= List of acts of the Parliament of England from 1675 =

==27 Cha. 2==

The fourteenth session of the 2nd Parliament of King Charles II (the 'Cavalier Parliament'), which met from 13 October 1675 until 16 November 1675.

The 11th session (October–November 1673) and 12th session (January–February 1674) did not pass any acts.

The 13th session (April–June 1675) did not pass any public acts. The private acts of the 13th session are listed with those of the 14th session.
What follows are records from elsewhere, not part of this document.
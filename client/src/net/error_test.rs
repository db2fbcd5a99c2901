use super::*;

#[test]
fn from_status_keeps_server_message() {
    let err = ApiError::from_status(409, r#"{"message":"Event is full","statusCode":409}"#);
    assert_eq!(err, ApiError::Status { status: 409, message: Some("Event is full".to_owned()) });
    assert_eq!(err.user_message("fallback"), "Event is full");
}

#[test]
fn from_status_tolerates_non_json_body() {
    let err = ApiError::from_status(502, "<html>Bad Gateway</html>");
    assert_eq!(err, ApiError::Status { status: 502, message: None });
    assert_eq!(err.user_message("Failed to add events"), "Failed to add events");
}

#[test]
fn network_errors_use_fallback_message() {
    let err = ApiError::Network("connection refused".to_owned());
    assert_eq!(err.user_message("An unexpected error occurred. Please try again."), "An unexpected error occurred. Please try again.");
    assert_eq!(err.to_string(), "network error: connection refused");
}

#[test]
fn unauthorized_covers_401_and_403_only() {
    assert!(ApiError::from_status(401, "").is_unauthorized());
    assert!(ApiError::from_status(403, "").is_unauthorized());
    assert!(!ApiError::from_status(500, "").is_unauthorized());
    assert!(!ApiError::Unavailable.is_unauthorized());
}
This session was traditionally cited as 27 Car. 2, 27 Chas. 2 or 27 C. 2; it is listed in the "Chronological Table of the Statutes" as 27 Car. 2.

===Public acts===

| Short title |  |  | Citation | Royal assent |
Long title
| Fire at Northampton (Property Disputes) Act 1675 (repealed) |  |  | 27 Cha. 2. c. 1 | 22 November 1675 |
An Act for the better and more easy rebuilding the Towne of Northampton. (Repealed by Statute Law Revision Act 1948 (11 & 12 Geo. 6. c. 62))

===Private acts===

| Short title |  |  | Citation | Royal assent |
Long title
| Grant of licence to Prince Rupert, Duke of Cumberland for thirty one years. |  |  | 27 Cha. 2. c. 1 Pr. | 9 June 1675 |
An Act for granting a License to his Highness Prince Rupert Duke of Cumberland, for One and Thirty Years.
| Compton's Estate Act 1675 |  |  | 27 Cha. 2. c. 2 Pr. | 9 June 1675 |
An Act to enable Sir Francis Compton to make Sale of the Manor of Hammerton, in the County of Huntingdon.
| Russell's Naturalization Act 1675 |  |  | 27 Cha. 2. c. 3 Pr. | 9 June 1675 |
An Act for the Naturalization of Theodore Russell and others.
| Cotton's Estate Act 1675 |  |  | 27 Cha. 2. c. 4 Pr. | 9 June 1675 |
An Act to enable Charles Cotton Esquire to sell Lands, for Payment of Debts, and raising Portions for Younger Children.
| Lewis' Estate Act 1675 |  |  | 27 Cha. 2. c. 5 Pr. | 9 June 1675 |
An Act for enabling Trustees to sell Lands, in the Counties of Glamorgan and Monmouth, for the Payment of the Debts of William Lewis Esquire deceased, and the Debts and Legacies of Edward Lewis Esquire deceased, his Son.
| Earl of Warwick's Estate Act 1675 |  |  | 27 Cha. 2. c. 6 Pr. | 22 November 1675 |
An Act for the better enabling of Mary Countess Dowager of Warwick to perform the last Will and Testament of her deceased Husband, Charles late Earl of Warwick.
| Davies' Estate Act 1675 |  |  | 27 Cha. 2. c. 7 Pr. | 22 November 1675 |
An Act for vesting the Lands of Alexander Davies Gentleman, deceased, in Trustees, for Payment of his Debts.